Task statement:
Word for word, restate the lines from the start of the data down to the line with "pub struct CommandHistory", both included.

==== Dataset excerpts

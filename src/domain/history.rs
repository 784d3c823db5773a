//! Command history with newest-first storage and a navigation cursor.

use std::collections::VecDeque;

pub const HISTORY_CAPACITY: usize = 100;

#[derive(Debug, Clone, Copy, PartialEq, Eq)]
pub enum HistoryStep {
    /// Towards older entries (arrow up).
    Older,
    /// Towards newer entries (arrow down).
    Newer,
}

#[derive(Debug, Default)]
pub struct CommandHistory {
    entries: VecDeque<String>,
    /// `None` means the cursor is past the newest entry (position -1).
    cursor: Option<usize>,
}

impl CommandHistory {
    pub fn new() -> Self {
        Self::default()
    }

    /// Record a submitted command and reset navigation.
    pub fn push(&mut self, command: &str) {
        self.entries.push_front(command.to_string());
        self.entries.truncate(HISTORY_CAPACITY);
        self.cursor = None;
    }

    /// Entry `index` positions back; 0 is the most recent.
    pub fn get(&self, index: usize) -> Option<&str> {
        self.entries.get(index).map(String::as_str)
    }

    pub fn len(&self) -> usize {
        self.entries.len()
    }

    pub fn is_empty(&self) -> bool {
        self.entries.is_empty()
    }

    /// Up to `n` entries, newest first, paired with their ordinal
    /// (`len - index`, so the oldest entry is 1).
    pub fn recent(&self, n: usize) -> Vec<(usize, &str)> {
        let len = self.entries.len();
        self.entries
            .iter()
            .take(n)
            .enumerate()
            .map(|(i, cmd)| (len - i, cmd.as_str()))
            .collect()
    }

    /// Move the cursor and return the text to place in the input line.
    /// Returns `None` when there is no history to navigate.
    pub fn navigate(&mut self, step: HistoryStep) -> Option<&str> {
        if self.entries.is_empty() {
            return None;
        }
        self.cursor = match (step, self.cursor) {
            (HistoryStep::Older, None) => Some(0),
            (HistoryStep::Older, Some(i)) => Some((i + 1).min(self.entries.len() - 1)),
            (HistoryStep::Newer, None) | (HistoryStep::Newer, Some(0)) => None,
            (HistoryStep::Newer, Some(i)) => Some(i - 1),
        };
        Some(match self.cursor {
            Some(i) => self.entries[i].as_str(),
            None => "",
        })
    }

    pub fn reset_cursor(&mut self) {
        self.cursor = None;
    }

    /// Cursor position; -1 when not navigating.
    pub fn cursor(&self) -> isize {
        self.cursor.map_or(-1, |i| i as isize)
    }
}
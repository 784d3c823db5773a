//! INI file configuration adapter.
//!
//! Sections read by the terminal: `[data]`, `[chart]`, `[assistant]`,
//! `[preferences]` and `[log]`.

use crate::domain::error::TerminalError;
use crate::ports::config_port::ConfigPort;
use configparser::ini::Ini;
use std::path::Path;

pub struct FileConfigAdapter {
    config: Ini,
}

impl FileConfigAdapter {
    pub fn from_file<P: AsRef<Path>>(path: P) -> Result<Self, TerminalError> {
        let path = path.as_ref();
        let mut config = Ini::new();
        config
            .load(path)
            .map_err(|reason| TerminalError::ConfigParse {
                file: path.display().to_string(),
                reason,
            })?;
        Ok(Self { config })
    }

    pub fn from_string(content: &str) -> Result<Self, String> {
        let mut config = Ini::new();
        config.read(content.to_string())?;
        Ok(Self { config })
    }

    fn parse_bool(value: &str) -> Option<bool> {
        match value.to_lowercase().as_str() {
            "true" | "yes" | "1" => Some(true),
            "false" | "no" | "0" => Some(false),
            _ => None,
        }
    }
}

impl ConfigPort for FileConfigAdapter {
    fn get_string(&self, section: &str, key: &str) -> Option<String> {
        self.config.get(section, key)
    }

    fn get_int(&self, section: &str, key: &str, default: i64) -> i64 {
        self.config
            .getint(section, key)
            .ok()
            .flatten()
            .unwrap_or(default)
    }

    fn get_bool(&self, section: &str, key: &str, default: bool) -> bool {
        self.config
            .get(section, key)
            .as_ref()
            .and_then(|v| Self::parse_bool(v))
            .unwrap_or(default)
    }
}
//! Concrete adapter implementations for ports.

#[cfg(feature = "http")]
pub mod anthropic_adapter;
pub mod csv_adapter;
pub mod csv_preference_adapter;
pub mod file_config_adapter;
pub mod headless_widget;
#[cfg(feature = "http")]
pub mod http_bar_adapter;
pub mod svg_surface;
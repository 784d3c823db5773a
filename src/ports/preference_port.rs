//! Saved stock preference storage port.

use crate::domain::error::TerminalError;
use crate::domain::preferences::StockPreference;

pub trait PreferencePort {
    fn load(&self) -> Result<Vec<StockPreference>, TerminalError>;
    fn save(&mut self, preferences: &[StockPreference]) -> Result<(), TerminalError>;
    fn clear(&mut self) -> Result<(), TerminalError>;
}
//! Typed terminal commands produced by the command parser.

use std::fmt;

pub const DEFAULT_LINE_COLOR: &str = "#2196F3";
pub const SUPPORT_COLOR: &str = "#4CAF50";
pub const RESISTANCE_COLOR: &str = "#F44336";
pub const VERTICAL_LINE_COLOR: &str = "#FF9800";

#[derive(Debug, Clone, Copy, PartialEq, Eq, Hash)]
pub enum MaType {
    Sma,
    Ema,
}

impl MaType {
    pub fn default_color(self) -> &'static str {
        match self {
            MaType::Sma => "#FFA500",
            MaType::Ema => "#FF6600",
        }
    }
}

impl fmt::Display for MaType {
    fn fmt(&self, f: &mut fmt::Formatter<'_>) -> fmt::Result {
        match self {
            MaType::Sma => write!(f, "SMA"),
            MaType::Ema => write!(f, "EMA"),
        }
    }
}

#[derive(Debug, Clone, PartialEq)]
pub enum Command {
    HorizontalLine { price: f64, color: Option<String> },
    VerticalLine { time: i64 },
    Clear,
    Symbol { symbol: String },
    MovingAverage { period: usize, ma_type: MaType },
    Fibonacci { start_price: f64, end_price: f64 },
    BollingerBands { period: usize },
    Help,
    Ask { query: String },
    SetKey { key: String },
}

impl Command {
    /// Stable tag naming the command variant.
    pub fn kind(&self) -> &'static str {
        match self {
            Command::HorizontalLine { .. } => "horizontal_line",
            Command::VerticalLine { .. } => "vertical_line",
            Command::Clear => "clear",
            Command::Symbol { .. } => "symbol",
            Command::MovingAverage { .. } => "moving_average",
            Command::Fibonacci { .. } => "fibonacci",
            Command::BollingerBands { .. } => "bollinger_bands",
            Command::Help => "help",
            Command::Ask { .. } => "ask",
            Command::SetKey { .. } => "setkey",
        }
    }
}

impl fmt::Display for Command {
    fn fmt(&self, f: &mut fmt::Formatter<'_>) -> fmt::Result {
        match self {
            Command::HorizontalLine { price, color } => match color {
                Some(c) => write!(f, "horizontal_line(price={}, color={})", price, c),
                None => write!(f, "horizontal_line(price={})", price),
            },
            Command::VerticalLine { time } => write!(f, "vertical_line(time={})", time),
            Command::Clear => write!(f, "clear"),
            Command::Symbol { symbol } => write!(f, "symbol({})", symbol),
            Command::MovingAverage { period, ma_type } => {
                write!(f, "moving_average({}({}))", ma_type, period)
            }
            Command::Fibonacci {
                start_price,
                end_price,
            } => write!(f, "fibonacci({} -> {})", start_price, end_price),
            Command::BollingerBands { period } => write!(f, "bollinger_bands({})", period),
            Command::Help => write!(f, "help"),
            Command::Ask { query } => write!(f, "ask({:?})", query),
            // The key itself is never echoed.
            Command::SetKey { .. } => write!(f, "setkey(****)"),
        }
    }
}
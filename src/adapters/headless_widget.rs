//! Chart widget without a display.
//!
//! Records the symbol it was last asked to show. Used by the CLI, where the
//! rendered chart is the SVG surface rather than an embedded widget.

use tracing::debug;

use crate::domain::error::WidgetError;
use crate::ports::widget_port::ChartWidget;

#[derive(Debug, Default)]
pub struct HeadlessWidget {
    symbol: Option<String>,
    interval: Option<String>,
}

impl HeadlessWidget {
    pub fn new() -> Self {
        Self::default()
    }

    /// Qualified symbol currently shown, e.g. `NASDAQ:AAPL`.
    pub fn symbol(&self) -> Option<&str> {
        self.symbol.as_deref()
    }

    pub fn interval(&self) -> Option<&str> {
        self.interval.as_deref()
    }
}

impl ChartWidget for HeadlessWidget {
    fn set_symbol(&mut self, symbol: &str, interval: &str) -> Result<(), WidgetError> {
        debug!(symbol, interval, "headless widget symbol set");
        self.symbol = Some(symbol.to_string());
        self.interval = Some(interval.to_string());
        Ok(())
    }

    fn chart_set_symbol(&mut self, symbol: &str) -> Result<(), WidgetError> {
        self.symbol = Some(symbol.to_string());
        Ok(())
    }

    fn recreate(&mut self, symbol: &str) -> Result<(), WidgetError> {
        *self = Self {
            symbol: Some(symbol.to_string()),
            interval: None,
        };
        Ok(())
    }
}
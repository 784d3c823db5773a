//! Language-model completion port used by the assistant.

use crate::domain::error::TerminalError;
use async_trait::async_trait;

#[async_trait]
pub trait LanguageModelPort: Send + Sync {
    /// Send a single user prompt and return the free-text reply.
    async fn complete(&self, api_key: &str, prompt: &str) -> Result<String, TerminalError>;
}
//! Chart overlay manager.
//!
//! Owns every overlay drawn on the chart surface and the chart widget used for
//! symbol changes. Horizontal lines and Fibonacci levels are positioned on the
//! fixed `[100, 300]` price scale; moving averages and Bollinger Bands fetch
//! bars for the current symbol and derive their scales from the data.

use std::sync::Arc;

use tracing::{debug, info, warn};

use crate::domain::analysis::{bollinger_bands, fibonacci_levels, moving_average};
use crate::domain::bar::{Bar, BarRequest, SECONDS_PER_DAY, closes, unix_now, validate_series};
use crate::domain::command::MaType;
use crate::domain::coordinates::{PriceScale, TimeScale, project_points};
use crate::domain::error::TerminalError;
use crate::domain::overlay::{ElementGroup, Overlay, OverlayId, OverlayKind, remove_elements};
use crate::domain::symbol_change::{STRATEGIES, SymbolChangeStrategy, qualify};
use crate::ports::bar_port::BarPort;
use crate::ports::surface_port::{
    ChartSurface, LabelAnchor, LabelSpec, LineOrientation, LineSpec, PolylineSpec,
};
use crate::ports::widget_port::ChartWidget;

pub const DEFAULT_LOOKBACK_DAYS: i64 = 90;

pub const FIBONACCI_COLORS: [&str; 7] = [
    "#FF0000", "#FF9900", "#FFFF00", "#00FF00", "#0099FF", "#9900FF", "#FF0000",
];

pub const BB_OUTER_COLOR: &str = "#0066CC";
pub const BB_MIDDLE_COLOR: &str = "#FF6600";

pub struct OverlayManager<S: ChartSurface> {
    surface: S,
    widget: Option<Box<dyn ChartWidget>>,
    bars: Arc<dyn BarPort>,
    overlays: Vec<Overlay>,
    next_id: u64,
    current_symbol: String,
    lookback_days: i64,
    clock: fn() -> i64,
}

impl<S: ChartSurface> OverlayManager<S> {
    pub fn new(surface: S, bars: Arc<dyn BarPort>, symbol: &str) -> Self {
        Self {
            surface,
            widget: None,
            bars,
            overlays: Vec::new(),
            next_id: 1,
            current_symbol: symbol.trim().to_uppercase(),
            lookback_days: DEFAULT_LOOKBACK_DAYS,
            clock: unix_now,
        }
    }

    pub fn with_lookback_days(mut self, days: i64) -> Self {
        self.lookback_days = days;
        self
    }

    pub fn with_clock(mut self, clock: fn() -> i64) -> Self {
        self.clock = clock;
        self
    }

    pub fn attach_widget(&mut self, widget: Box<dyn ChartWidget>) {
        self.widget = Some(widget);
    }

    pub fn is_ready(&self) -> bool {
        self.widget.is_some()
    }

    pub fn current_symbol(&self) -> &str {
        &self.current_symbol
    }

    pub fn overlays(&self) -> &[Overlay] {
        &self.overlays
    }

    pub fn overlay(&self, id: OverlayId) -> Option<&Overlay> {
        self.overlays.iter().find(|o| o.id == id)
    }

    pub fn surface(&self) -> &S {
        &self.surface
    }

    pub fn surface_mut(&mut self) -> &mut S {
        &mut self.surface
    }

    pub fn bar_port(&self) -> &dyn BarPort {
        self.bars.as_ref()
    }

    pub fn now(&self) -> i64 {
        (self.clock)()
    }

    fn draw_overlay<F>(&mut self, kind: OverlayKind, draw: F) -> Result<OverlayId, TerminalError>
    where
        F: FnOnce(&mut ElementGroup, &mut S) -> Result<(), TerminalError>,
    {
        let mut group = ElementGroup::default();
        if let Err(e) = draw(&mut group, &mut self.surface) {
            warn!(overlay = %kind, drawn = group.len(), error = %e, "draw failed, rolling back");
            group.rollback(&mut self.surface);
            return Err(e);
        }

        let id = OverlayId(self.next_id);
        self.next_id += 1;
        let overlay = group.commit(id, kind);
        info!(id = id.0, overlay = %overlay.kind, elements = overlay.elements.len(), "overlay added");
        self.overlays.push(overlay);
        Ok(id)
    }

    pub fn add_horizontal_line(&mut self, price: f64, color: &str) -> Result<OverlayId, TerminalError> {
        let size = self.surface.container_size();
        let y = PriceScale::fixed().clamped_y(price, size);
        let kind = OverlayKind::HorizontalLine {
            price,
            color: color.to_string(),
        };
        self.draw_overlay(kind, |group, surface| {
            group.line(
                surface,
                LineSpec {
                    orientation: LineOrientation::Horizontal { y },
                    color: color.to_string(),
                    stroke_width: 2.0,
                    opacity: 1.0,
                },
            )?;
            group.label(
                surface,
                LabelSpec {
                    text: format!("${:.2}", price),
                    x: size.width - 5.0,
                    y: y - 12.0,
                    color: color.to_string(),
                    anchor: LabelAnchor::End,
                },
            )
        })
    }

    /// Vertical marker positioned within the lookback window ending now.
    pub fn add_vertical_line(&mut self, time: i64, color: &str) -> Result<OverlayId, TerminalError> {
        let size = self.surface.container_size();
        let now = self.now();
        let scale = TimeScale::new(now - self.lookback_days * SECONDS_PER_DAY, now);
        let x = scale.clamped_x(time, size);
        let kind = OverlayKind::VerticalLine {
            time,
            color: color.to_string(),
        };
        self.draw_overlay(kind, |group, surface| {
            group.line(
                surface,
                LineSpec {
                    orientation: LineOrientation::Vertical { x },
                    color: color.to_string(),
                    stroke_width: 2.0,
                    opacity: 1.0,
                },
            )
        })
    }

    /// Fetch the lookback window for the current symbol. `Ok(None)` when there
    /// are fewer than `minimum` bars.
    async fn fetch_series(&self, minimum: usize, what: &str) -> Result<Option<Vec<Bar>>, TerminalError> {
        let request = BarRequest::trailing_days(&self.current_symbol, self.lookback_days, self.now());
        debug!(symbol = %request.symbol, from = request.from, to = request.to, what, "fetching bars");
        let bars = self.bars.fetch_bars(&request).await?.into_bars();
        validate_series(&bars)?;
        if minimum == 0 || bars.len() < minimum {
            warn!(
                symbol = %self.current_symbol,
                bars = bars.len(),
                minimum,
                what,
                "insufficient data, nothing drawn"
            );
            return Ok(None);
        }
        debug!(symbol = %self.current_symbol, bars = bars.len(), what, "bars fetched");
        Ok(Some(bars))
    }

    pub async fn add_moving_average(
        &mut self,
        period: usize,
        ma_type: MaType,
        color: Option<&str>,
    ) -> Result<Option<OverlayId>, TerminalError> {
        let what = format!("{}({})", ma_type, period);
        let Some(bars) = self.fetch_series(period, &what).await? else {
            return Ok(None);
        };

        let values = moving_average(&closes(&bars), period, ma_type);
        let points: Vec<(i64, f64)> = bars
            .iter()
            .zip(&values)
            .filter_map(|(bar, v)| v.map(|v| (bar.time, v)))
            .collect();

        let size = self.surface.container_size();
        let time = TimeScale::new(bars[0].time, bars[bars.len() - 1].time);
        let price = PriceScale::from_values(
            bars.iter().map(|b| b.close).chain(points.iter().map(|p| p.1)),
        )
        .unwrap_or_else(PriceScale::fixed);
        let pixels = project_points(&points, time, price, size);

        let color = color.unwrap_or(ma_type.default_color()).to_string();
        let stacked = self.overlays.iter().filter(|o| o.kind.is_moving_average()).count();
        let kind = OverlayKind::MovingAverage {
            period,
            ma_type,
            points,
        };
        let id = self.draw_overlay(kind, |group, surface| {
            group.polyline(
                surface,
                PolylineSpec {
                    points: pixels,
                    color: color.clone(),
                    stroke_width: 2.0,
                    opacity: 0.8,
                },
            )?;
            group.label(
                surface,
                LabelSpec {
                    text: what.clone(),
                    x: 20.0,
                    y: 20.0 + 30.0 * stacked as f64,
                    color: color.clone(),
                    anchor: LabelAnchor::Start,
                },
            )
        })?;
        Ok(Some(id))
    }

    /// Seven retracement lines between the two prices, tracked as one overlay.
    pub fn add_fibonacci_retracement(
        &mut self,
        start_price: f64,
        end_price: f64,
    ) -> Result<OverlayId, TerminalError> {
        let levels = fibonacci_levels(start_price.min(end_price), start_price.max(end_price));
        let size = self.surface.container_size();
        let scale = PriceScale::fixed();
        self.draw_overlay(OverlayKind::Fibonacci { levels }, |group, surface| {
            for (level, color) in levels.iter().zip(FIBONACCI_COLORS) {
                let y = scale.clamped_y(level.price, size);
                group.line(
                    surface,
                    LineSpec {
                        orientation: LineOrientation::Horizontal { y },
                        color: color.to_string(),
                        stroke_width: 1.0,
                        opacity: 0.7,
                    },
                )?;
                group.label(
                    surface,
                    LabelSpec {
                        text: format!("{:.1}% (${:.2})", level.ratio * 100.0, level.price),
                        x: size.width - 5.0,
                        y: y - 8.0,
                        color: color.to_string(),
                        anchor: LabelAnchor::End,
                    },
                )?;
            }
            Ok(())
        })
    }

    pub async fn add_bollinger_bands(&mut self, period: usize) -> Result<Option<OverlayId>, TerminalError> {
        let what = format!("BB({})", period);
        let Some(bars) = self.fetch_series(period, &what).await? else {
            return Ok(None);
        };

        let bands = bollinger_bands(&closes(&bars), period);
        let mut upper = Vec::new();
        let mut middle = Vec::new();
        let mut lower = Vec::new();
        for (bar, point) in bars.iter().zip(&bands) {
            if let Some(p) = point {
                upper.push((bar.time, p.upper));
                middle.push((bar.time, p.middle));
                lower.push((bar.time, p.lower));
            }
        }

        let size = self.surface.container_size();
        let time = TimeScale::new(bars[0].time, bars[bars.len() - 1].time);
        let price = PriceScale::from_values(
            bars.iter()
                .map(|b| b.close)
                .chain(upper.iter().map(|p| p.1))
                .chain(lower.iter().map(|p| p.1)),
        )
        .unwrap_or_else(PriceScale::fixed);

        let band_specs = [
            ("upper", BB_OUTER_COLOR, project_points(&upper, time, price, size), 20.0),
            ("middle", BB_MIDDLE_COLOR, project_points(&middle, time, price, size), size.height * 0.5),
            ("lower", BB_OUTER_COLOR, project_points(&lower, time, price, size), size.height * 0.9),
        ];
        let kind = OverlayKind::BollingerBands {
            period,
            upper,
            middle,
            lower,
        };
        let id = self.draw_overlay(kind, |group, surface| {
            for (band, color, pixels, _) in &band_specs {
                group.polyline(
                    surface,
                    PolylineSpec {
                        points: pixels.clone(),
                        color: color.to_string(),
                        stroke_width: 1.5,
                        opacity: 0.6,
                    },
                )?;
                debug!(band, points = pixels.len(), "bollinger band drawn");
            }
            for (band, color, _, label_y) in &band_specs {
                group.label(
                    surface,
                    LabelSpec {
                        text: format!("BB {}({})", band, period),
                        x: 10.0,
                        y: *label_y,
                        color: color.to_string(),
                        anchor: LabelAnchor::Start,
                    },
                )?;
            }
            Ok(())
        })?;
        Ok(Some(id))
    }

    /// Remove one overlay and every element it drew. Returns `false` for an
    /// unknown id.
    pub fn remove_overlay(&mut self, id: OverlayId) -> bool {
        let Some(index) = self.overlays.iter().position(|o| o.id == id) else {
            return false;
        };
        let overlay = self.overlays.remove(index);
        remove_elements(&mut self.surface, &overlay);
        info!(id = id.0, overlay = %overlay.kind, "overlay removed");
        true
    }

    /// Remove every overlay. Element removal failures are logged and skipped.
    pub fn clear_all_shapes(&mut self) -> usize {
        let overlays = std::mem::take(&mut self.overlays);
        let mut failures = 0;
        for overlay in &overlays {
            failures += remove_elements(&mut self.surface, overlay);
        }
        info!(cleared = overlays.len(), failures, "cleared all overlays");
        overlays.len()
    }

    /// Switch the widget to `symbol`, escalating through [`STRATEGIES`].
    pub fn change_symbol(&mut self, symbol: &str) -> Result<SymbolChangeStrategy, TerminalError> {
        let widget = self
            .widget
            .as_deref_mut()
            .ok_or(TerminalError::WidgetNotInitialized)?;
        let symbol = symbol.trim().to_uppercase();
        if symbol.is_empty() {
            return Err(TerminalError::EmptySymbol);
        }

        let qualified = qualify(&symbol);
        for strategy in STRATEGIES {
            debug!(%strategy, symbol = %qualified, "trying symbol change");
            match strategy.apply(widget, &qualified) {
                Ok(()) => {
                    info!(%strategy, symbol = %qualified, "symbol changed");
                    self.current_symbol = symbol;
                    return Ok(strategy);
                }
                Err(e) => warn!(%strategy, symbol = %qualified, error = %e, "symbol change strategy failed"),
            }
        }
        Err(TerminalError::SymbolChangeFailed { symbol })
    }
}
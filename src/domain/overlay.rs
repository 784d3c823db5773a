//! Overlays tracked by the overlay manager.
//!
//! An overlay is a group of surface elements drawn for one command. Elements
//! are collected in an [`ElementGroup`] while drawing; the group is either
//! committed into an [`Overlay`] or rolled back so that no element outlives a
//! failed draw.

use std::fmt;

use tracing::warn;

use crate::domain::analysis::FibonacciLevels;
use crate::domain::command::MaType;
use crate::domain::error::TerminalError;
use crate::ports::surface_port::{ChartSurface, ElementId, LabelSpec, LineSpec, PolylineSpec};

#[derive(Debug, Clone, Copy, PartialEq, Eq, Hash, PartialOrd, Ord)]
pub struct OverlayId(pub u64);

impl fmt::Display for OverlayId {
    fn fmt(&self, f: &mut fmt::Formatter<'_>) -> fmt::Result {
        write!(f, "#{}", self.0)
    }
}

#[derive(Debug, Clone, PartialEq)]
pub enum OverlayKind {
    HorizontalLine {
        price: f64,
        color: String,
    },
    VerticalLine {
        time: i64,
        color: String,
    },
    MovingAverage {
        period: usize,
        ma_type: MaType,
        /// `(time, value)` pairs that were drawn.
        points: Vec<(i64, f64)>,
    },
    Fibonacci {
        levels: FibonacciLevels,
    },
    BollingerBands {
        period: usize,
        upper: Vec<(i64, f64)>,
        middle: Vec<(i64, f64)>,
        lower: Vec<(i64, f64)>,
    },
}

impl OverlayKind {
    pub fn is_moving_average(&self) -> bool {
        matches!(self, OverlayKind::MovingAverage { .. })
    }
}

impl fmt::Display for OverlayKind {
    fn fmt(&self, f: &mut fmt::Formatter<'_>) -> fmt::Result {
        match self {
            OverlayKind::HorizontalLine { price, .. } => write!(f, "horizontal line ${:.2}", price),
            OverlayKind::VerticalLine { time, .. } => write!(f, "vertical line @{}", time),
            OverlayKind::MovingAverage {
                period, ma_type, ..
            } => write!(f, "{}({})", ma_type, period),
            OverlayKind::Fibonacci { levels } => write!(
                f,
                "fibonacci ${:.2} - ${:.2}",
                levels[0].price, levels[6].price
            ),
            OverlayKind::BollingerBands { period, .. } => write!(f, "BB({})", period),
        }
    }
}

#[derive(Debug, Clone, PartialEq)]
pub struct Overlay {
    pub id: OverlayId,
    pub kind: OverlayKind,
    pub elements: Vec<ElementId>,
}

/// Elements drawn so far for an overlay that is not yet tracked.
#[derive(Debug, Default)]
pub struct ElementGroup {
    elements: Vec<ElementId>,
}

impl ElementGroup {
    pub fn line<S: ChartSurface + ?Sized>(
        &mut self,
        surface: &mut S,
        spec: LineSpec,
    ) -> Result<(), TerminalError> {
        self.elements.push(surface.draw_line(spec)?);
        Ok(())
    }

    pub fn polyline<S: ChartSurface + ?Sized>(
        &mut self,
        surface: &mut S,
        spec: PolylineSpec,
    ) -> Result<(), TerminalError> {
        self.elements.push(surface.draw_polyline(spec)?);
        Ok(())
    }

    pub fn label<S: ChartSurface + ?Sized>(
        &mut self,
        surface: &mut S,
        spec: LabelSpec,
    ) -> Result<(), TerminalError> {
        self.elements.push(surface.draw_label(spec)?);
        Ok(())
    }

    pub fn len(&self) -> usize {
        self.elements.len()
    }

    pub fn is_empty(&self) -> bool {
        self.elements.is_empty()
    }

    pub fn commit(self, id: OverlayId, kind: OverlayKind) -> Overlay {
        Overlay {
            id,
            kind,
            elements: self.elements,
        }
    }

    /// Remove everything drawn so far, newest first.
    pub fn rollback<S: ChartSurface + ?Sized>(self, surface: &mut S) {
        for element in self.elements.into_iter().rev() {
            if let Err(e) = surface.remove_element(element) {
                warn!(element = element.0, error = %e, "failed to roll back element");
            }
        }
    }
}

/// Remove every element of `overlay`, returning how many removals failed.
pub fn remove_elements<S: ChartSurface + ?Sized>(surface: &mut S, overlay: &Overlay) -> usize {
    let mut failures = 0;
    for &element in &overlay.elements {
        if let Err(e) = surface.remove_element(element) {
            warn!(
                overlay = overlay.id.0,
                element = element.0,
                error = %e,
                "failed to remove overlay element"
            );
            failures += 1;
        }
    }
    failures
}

========

Task response:
filename src/domain/history.rs
repository 784d3c823db5773a
//! Command history with newest-first storage and a navigation cursor.

use std::collections::VecDeque;

pub const HISTORY_CAPACITY: usize = 100;

#[derive(Debug, Clone, Copy, PartialEq, Eq)]
pub enum HistoryStep {
    /// Towards older entries (arrow up).
    Older,
    /// Towards newer entries (arrow down).
    Newer,
}

#[derive(Debug, Default)]
pub struct CommandHistory {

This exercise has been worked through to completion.